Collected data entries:
● ● ● ● ● ● ●

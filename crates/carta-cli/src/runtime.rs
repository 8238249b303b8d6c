// Copyright 2026 Phillip Cloud
// Licensed under the Apache License, Version 2.0

use anyhow::{Result, bail};
use carta_agent::Client;
use carta_app::{Chart, WorkspaceAction, WorkspaceState, assemble_chart_spec};

pub struct AgentRuntime<'a> {
    client: &'a Client,
}

impl<'a> AgentRuntime<'a> {
    pub fn new(client: &'a Client) -> Self {
        Self { client }
    }

    /// Runs one fetch cycle against the agent service. Failures land in the
    /// workspace's auto-dashboard cell, never in the process exit path.
    pub fn refresh_dashboard(&self, state: &mut WorkspaceState, table_name: &str) {
        state.dispatch(WorkspaceAction::AutoDashboardStarted);
        match self.client.fetch_dashboard(table_name) {
            Ok(bundle) => {
                state.dispatch(WorkspaceAction::AutoDashboardLoaded {
                    query: bundle.sql_query,
                    rows: bundle.rows,
                    suggestions: bundle.suggestions,
                });
            }
            Err(error) => {
                state.dispatch(WorkspaceAction::AutoDashboardFailed {
                    message: format!("{error:#}"),
                });
            }
        }
    }
}

/// Adopts the indexed suggestion from the loaded auto-dashboard results.
/// The absence guards live here: the transition itself assumes resolved
/// inputs.
pub fn apply_suggestion(state: &mut WorkspaceState, index: usize) -> Result<()> {
    let Some(suggestions) = state.auto_dashboard.suggestions.clone() else {
        bail!("no dashboard suggestions loaded -- fetch them with --table or --demo first");
    };
    let Some(rows) = state.auto_dashboard.data_rows.clone() else {
        bail!("no dashboard data loaded -- fetch it with --table or --demo first");
    };
    let Some(suggestion) = suggestions.get(index) else {
        bail!(
            "suggestion index {index} is out of range ({} available)",
            suggestions.len()
        );
    };

    state.dispatch(WorkspaceAction::ApplyDashboardSuggestion {
        suggestion: suggestion.clone(),
        rows,
    });
    Ok(())
}

pub fn render_workspace(state: &WorkspaceState) -> String {
    let mut out = String::new();

    out.push_str("## Tables\n");
    if state.tables.is_empty() {
        out.push_str("(none)\n");
    }
    for table in &state.tables {
        let focus = if state.focused_table_id.as_ref() == Some(&table.id) {
            " *"
        } else {
            ""
        };
        let kind = if table.anchored { "anchored" } else { "derived" };
        out.push_str(&format!(
            "{} {:?} [{kind}] {} columns, {} rows{focus}\n",
            table.id,
            table.display_id,
            table.names.len(),
            table.rows.len(),
        ));
        for (name, semantic_type) in table.names.iter().zip(&table.types) {
            out.push_str(&format!("  {name}: {}\n", semantic_type.as_str()));
        }
    }

    out.push_str("\n## Concepts\n");
    if state.concept_shelf_items.is_empty() {
        out.push_str("(none)\n");
    }
    for item in &state.concept_shelf_items {
        out.push_str(&format!(
            "{} ({}, {}) from {} -- {} distinct values\n",
            item.name,
            item.semantic_type.as_str(),
            item.source.as_str(),
            item.table_ref,
            item.domain.len(),
        ));
    }

    out.push_str("\n## Charts\n");
    if state.charts.is_empty() {
        out.push_str("(none)\n");
    }
    for chart in &state.charts {
        let focus = if state.focused_chart_id.as_ref() == Some(&chart.id) {
            " *"
        } else {
            ""
        };
        out.push_str(&format!(
            "{} [{}] on {}{focus}\n",
            chart.id,
            if chart.chart_type.is_empty() {
                "untyped"
            } else {
                chart.chart_type.as_str()
            },
            chart.table_ref,
        ));
        for (channel, binding) in &chart.encoding {
            let field = state
                .field_item(&binding.field_id)
                .map(|item| item.name.as_str())
                .unwrap_or("(dangling)");
            out.push_str(&format!("  {} <- {field}\n", channel.as_str()));
        }
    }

    if !state.current_goal_description.is_empty() {
        out.push_str(&format!("\n## Goal\n{}\n", state.current_goal_description));
    }

    out.push_str("\n## Messages\n");
    if state.messages.is_empty() {
        out.push_str("(none)\n");
    }
    for message in &state.messages {
        out.push_str(&format!(
            "[{}] {}\n",
            message.severity.as_str(),
            message.message
        ));
    }

    if let Some(chart) = state.focused_chart() {
        out.push_str("\n## Preview\n");
        out.push_str(&render_preview(state, chart));
    }

    out
}

pub fn render_suggestions(state: &WorkspaceState) -> String {
    let mut out = String::new();
    let dashboard = &state.auto_dashboard;

    if dashboard.is_loading {
        out.push_str("dashboard request in flight\n");
        return out;
    }
    if let Some(error) = &dashboard.error {
        out.push_str(&format!("dashboard request failed: {error}\n"));
        return out;
    }

    match &dashboard.suggestions {
        None => out.push_str("no suggestions fetched yet\n"),
        Some(suggestions) if suggestions.is_empty() => {
            out.push_str("the agent returned no suggestions for this table\n");
        }
        Some(suggestions) => {
            for (index, suggestion) in suggestions.iter().enumerate() {
                out.push_str(&format!(
                    "{index}: {} [{}] {}\n",
                    if suggestion.chart_type.is_empty() {
                        "untyped"
                    } else {
                        suggestion.chart_type.as_str()
                    },
                    suggestion.visualization_fields.join(", "),
                    suggestion.recommendation,
                ));
            }
            if let Some(query) = &dashboard.query
                && !query.is_empty()
            {
                out.push_str(&format!("query: {query}\n"));
            }
        }
    }
    out
}

fn render_preview(state: &WorkspaceState, chart: &Chart) -> String {
    let spec = state.table(&chart.table_ref).and_then(|table| {
        assemble_chart_spec(
            &chart.chart_type,
            &chart.encoding,
            &state.concept_shelf_items,
            &table.rows,
        )
    });
    match spec.and_then(|spec| serde_json::to_string_pretty(&spec).ok()) {
        Some(rendered) => format!("{rendered}\n"),
        None => "(preview unavailable)\n".to_owned(),
    }
}
// Copyright 2026 Phillip Cloud
// Licensed under the Apache License, Version 2.0

use serde_json::json;

use carta_app::{Row, Suggestion, WorkspaceAction, WorkspaceState};

pub const DEMO_TABLE_NAME: &str = "city_sales";

const CITIES: [&str; 6] = [
    "Austin", "Seattle", "Denver", "Madison", "Portland", "Boise",
];
const REGIONS: [&str; 3] = ["south", "west", "mountain"];
const SALE_DATES: [&str; 6] = [
    "2025-01-15",
    "2025-02-15",
    "2025-03-15",
    "2025-04-15",
    "2025-05-15",
    "2025-06-15",
];

/// Deterministic sales corpus: one row per city, with a region label, a
/// numeric unit count, an online flag, and an ISO sale date so every
/// semantic type shows up in inference.
pub fn demo_rows() -> Vec<Row> {
    CITIES
        .iter()
        .enumerate()
        .map(|(index, city)| {
            let mut row = Row::new();
            row.insert("city", *city);
            row.insert("region", REGIONS[index % REGIONS.len()]);
            row.insert("units", 40 + (index as i64) * 17);
            row.insert("online", index % 2 == 0);
            row.insert("sale_date", SALE_DATES[index]);
            row
        })
        .collect()
}

pub fn demo_sql_query() -> String {
    format!("SELECT city, region, units, online, sale_date FROM {DEMO_TABLE_NAME}")
}

pub fn demo_suggestions() -> Vec<Suggestion> {
    vec![
        Suggestion {
            chart_type: "bar".to_owned(),
            visualization_fields: vec!["city".to_owned(), "units".to_owned()],
            recommendation: "Compares unit sales across cities.".to_owned(),
            mode: "summary".to_owned(),
            output_fields: vec!["city".to_owned(), "units".to_owned()],
        },
        Suggestion {
            chart_type: "line".to_owned(),
            visualization_fields: vec!["sale_date".to_owned(), "units".to_owned()],
            recommendation: "Shows unit sales over the spring season.".to_owned(),
            mode: "overview".to_owned(),
            output_fields: vec![
                "sale_date".to_owned(),
                "units".to_owned(),
                "city".to_owned(),
            ],
        },
    ]
}

/// Success envelope the agent service would return for the demo corpus;
/// handy as a mock-server response body.
pub fn demo_dashboard_payload() -> String {
    json!({
        "token": "",
        "status": "ok",
        "results": {
            "sql_query": demo_sql_query(),
            "data_content": {
                "rows": demo_rows(),
                "virtual": { "table_name": "view_demo", "row_count": demo_rows().len() },
            },
            "dashboard_suggestions": demo_suggestions(),
        },
    })
    .to_string()
}

/// Workspace with the demo corpus already imported and focused.
pub fn workspace_with_demo_import() -> WorkspaceState {
    let mut state = WorkspaceState::default();
    state.dispatch(WorkspaceAction::ImportTable {
        display_id: DEMO_TABLE_NAME.to_owned(),
        rows: demo_rows(),
    });
    state
}
// Copyright 2026 Phillip Cloud
// Licensed under the Apache License, Version 2.0

use anyhow::{Context, Result, anyhow, bail};
use reqwest::StatusCode;
use reqwest::blocking::Client as HttpClient;
use serde::{Deserialize, Serialize};
use std::time::Duration;
use url::Url;

use carta_app::{Row, Suggestion};

/// Provider settings forwarded verbatim to the agent service, which proxies
/// the actual model call.
#[derive(Debug, Clone, PartialEq, Eq, Serialize, Deserialize)]
pub struct ModelConfig {
    pub endpoint: String,
    pub model: String,
    #[serde(skip_serializing_if = "Option::is_none")]
    pub api_key: Option<String>,
    #[serde(skip_serializing_if = "Option::is_none")]
    pub api_base: Option<String>,
    #[serde(skip_serializing_if = "Option::is_none")]
    pub api_version: Option<String>,
}

impl ModelConfig {
    pub fn new(endpoint: &str, model: &str) -> Self {
        Self {
            endpoint: endpoint.to_owned(),
            model: model.to_owned(),
            api_key: None,
            api_base: None,
            api_version: None,
        }
    }
}

/// Everything one dashboard request produces: the query the agent ran, the
/// transformed rows, and the chart proposals over those rows.
#[derive(Debug, Clone, PartialEq)]
pub struct DashboardBundle {
    pub sql_query: String,
    pub rows: Vec<Row>,
    pub suggestions: Vec<Suggestion>,
}

#[derive(Debug, Clone)]
pub struct Client {
    base_url: String,
    model: ModelConfig,
    timeout: Duration,
    http: HttpClient,
}

impl Client {
    pub fn new(base_url: &str, model: ModelConfig, timeout: Duration) -> Result<Self> {
        let base_url = base_url.trim_end_matches('/').to_owned();
        if base_url.is_empty() {
            bail!("agent.base_url must not be empty");
        }
        Url::parse(&base_url)
            .with_context(|| format!("agent.base_url {base_url:?} is not a valid URL"))?;
        if model.model.trim().is_empty() {
            bail!("model.model must not be empty");
        }

        let http = HttpClient::builder()
            .timeout(timeout)
            .build()
            .context("build HTTP client")?;

        Ok(Self {
            base_url,
            model,
            timeout,
            http,
        })
    }

    pub fn base_url(&self) -> &str {
        &self.base_url
    }

    pub fn model(&self) -> &ModelConfig {
        &self.model
    }

    pub fn timeout(&self) -> Duration {
        self.timeout
    }

    /// Asks the service for chart suggestions over a named dataset. The
    /// request is aborted client-side when `timeout` expires.
    pub fn fetch_dashboard(&self, table_name: &str) -> Result<DashboardBundle> {
        if table_name.trim().is_empty() {
            bail!("table name must not be empty");
        }

        let request = DashboardRequest {
            token: "",
            table_name,
            model: &self.model,
        };
        let response = self
            .http
            .post(format!("{}/api/agent/auto_dashboard", self.base_url))
            .json(&request)
            .send()
            .map_err(|error| connection_error(&self.base_url, error))?;

        let status = response.status();
        if !status.is_success() {
            let body = response.text().unwrap_or_default();
            return Err(clean_error_response(status, &body));
        }

        let parsed: DashboardResponse = response.json().context("decode dashboard response")?;
        if parsed.status != "ok" {
            bail!(
                "agent rejected dashboard request: {}",
                parsed
                    .message
                    .unwrap_or_else(|| "no message provided".to_owned())
            );
        }
        let results = parsed
            .results
            .ok_or_else(|| anyhow!("agent response is missing results"))?;

        Ok(DashboardBundle {
            sql_query: results.sql_query.unwrap_or_default(),
            rows: results
                .data_content
                .map(|content| content.rows)
                .unwrap_or_default(),
            suggestions: results.dashboard_suggestions,
        })
    }

    /// Round-trips the configured model through the service. Errors carry
    /// the service's sanitized message.
    pub fn test_model(&self) -> Result<()> {
        let request = TestModelRequest { model: &self.model };
        let response = self
            .http
            .post(format!("{}/api/agent/test-model", self.base_url))
            .json(&request)
            .send()
            .map_err(|error| connection_error(&self.base_url, error))?;

        let status = response.status();
        if !status.is_success() {
            let body = response.text().unwrap_or_default();
            return Err(clean_error_response(status, &body));
        }

        let parsed: TestModelResponse = response.json().context("decode test-model response")?;
        if parsed.status != "ok" {
            bail!(
                "model check failed: {}",
                parsed
                    .message
                    .filter(|message| !message.is_empty())
                    .unwrap_or_else(|| format!("model {:?} rejected by agent", self.model.model))
            );
        }
        Ok(())
    }
}

fn connection_error(base_url: &str, error: reqwest::Error) -> anyhow::Error {
    anyhow!(
        "cannot reach {} -- start the carta agent service and retry ({})",
        base_url,
        error
    )
}

fn clean_error_response(status: StatusCode, body: &str) -> anyhow::Error {
    if let Ok(parsed) = serde_json::from_str::<ErrorEnvelope>(body)
        && let Some(message) = parsed.message
        && !message.is_empty()
    {
        if let Some(detail) = parsed.detail
            && !detail.is_empty()
        {
            return anyhow!("agent error ({}): {message} -- {detail}", status.as_u16());
        }
        return anyhow!("agent error ({}): {message}", status.as_u16());
    }

    if body.len() < 100 && !body.contains('{') && !body.trim().is_empty() {
        return anyhow!("agent error ({}): {}", status.as_u16(), body.trim());
    }

    anyhow!("agent returned {}", status.as_u16())
}

#[derive(Debug, Serialize)]
struct DashboardRequest<'a> {
    token: &'a str,
    table_name: &'a str,
    model: &'a ModelConfig,
}

#[derive(Debug, Serialize)]
struct TestModelRequest<'a> {
    model: &'a ModelConfig,
}

#[derive(Debug, Deserialize)]
struct DashboardResponse {
    status: String,
    #[serde(default)]
    message: Option<String>,
    #[serde(default)]
    results: Option<DashboardResults>,
}

#[derive(Debug, Deserialize)]
struct DashboardResults {
    #[serde(default)]
    sql_query: Option<String>,
    #[serde(default)]
    data_content: Option<DataContent>,
    #[serde(default)]
    dashboard_suggestions: Vec<Suggestion>,
}

#[derive(Debug, Deserialize)]
struct DataContent {
    #[serde(default)]
    rows: Vec<Row>,
}

#[derive(Debug, Deserialize)]
struct TestModelResponse {
    status: String,
    #[serde(default)]
    message: Option<String>,
}

#[derive(Debug, Deserialize)]
struct ErrorEnvelope {
    #[serde(default)]
    message: Option<String>,
    #[serde(default)]
    detail: Option<String>,
}

#[cfg(test)]
mod tests {
    use super::{Client, DashboardRequest, ModelConfig, clean_error_response};
    use anyhow::Result;
    use reqwest::StatusCode;
    use std::time::Duration;

    #[test]
    fn client_rejects_invalid_base_url() {
        let error = Client::new(
            "not a url",
            ModelConfig::new("ollama", "qwen3"),
            Duration::from_secs(1),
        )
        .expect_err("invalid URL should fail");
        assert!(error.to_string().contains("not a valid URL"));
    }

    #[test]
    fn client_rejects_empty_model_name() {
        let error = Client::new(
            "http://127.0.0.1:5000",
            ModelConfig::new("ollama", "  "),
            Duration::from_secs(1),
        )
        .expect_err("empty model should fail");
        assert!(error.to_string().contains("model.model must not be empty"));
    }

    #[test]
    fn client_trims_trailing_slashes() -> Result<()> {
        let client = Client::new(
            "http://127.0.0.1:5000///",
            ModelConfig::new("ollama", "qwen3"),
            Duration::from_secs(1),
        )?;
        assert_eq!(client.base_url(), "http://127.0.0.1:5000");
        Ok(())
    }

    #[test]
    fn dashboard_request_omits_absent_credentials() -> Result<()> {
        let model = ModelConfig::new("ollama", "qwen3");
        let request = DashboardRequest {
            token: "",
            table_name: "sales",
            model: &model,
        };
        let encoded = serde_json::to_string(&request)?;
        assert!(encoded.contains("\"table_name\":\"sales\""));
        assert!(encoded.contains("\"endpoint\":\"ollama\""));
        assert!(!encoded.contains("api_key"));
        Ok(())
    }

    #[test]
    fn dashboard_request_carries_credentials_when_present() -> Result<()> {
        let mut model = ModelConfig::new("azure", "gpt-4o");
        model.api_key = Some("secret".to_owned());
        model.api_version = Some("2024-06-01".to_owned());
        let request = DashboardRequest {
            token: "",
            table_name: "sales",
            model: &model,
        };
        let encoded = serde_json::to_string(&request)?;
        assert!(encoded.contains("\"api_key\":\"secret\""));
        assert!(encoded.contains("\"api_version\":\"2024-06-01\""));
        Ok(())
    }

    #[test]
    fn error_envelope_message_and_detail_are_surfaced() {
        let error = clean_error_response(
            StatusCode::INTERNAL_SERVER_ERROR,
            r#"{"status":"error","message":"Agent failed to generate dashboard suggestions.","detail":"no candidates"}"#,
        );
        let message = error.to_string();
        assert!(message.contains("500"));
        assert!(message.contains("Agent failed to generate dashboard suggestions."));
        assert!(message.contains("no candidates"));
    }

    #[test]
    fn short_plain_bodies_are_quoted_verbatim() {
        let error = clean_error_response(StatusCode::BAD_GATEWAY, "upstream offline\n");
        assert!(error.to_string().contains("upstream offline"));
    }

    #[test]
    fn opaque_bodies_collapse_to_status_code() {
        let error = clean_error_response(StatusCode::BAD_GATEWAY, r#"{"weird":true}"#);
        assert_eq!(error.to_string(), "agent returned 502");
    }
}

● ● ● ● ● ● ●

ABOUT THIS TASK: Among the lines above, return each one holding the string "StatusCode".

WRITTEN SOLUTION:
use reqwest::StatusCode;
fn clean_error_response(status: StatusCode, body: &str) -> anyhow::Error {
    use reqwest::StatusCode;
            StatusCode::INTERNAL_SERVER_ERROR,
        let error = clean_error_response(StatusCode::BAD_GATEWAY, "upstream offline\n");
        let error = clean_error_response(StatusCode::BAD_GATEWAY, r#"{"weird":true}"#);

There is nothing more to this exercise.